Love is love, though, and nothing can stop it no matter how you try, especially when you’re dealing with a twin flame situation. Without him, I was miserable. With him, I was afraid of the intense things I felt. It wasn’t in my personality to pour out every thought and desire into letters like he did. I was a person of act and deed rather than written contemplation. He had trouble understanding that and he was prone to depression when I didn’t answer his letters with equal intensity that he wrote to me. Being in love and exposing his heart was effortless for him. For me, it was a matter of losing control of something else and I had trouble handling that. I loved him as intensely as he loved me but I was much more comfortable showing him in person rather than writing it down. In person, it was just for us and nobody had to know about it. In letters, there was a risk that other people (like historians today!), would see it and gossip about me even more.

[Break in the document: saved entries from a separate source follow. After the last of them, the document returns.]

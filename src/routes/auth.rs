//! Sign in through the identity provider, sign out.

use axum::{
    extract::{Query, State},
    http::HeaderMap,
    response::{IntoResponse, Redirect, Response},
};
use serde::Deserialize;

use crate::error::AppError;
use crate::middleware::LOGIN_PATH;
use crate::oauth::OAuthError;
use crate::routes::AppState;
use crate::session::{Session, SessionData};
use crate::template::Template;

#[derive(askama::Template)]
#[template(path = "login.html")]
pub struct LoginTemplate {
    pub client_id: String,
    pub domain: String,
    pub callback_url: String,
    pub authorize_url: String,
}

pub async fn login(template: Template, State(app): State<AppState>) -> impl IntoResponse {
    template.render(LoginTemplate {
        client_id: app.oauth.client_id().to_owned(),
        domain: app.config.auth.domain.to_owned(),
        callback_url: app.oauth.callback_url().to_owned(),
        authorize_url: app.oauth.authorize_url().to_string(),
    })
}

/// Forgets the session and signs out of the provider, which sends the browser
/// back to the login page.
pub async fn logout(State(app): State<AppState>, session: Session) -> impl IntoResponse {
    let return_to = format!(
        "{}{LOGIN_PATH}",
        app.config.server.base_url.trim_end_matches('/')
    );
    let logout_url = app.oauth.logout_url(&return_to);

    if let Some(profile) = session.profile() {
        tracing::info!(user_id = %profile.user_id, "signed out");
    }

    (session.clear(), Redirect::to(logout_url.as_str()))
}

#[derive(Debug, Default, Deserialize)]
#[serde(default)]
pub struct CallbackQuery {
    pub code: String,
    pub error: String,
    pub error_description: String,
}

/// Exchanges the authorization code, fetches the profile and stores both in a
/// fresh session. Nothing is written to the cookie unless every step succeeds.
pub async fn callback(
    State(app): State<AppState>,
    Query(query): Query<CallbackQuery>,
    headers: HeaderMap,
) -> Result<Response, AppError> {
    if !query.error.is_empty() {
        return Err(OAuthError::Denied {
            error: query.error,
            description: query.error_description,
        }
        .into());
    }

    if query.code.is_empty() {
        return Err(OAuthError::MissingCode.into());
    }

    let token = app.oauth.exchange_code(&query.code).await?;
    let profile = app.oauth.user_info(&token.access_token).await?;

    if profile.email.is_empty() {
        return Err(OAuthError::MissingEmail.into());
    }

    tracing::info!(user_id = %profile.user_id, email = %profile.email, "signed in");

    let jar = app.sessions.start(&headers).save(SessionData {
        id_token: token.id_token,
        access_token: Some(token.access_token),
        profile: Some(profile),
    })?;

    Ok((jar, Redirect::to("/")).into_response())
}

A woman who didn’t love a man wouldn’t write something like this:

You know dear Lawrence that I may breathe to you, even as to my own heart, in all innocence and perfect trustfulness, those things which would ever sink me in the estimation and respect of any third person; for no other being can know what we are to each other.

Or this:

I am sitting now at the same window where we sat together all that night. How could you think that I would shrink from you ever! You who seem so holy, so pure and noble to me! — how could I even if you did press my finger to your dear lips? O! there was nothing even then, that you could have done that would not have seemed beautiful and right to me. Ah! those nights! so full of terrible beauty; will they never come again?…O! dear Lawrence I would know you more, and I would have you know me as you never have known me. My soul longs to speak to yours as it never has spoken…I rest in you as I never have rested before; — you know it, do you not? and I would be everything to you; I would nestle closely in your arms forever, and love you and cling to you and be your ‘bird’: dear, precious heart!

Also, I wrote this note (below) to him during the early part of our relationship after we had committed to each other without being engaged yet. He proposed frequently and almost immediately after we began seeing each other but it took me about a year to finally come to terms with the fact that being his wife was my destiny. This note is not very different from women texting men today and saying, “Hey, come on over while we have some privacy.” There are several other instances of me arranging private time before we were married too, which, again, flies in the face of Victorian stereotypes.

I am disappointed at not seeing you last eve. Why not give Mary J. her lesson early and give rehearsal the skip for I will be home alone. Father is away and Addie will be out. Will you come, if that is agreeable to yourself? Your singing book is here and you will need it for the next day.

In another letter much later on from him, he made this reference:

…then too when she invited me one night to sl___ Wasn’t I good, not to? But I shall remember that invitation till two rooms come — then we shall see.

Here we have another fill-in-the-blank, let’s make Fanny blush and roll her eyes, passage from a letter. This was well before we were married and the blank suggests that I had invited him to sleep with me one night, although historians aren’t sure if he was serious or joking. The truth? I’m not sure either. I know our premarital physical relationship went beyond what was acceptable in polite society but I’m not completely sure that I would have extended such an invitation while living under my minister father’s roof. I find it very doubtful, in fact. Lawrence had a very dirty, dark sense of humor at times.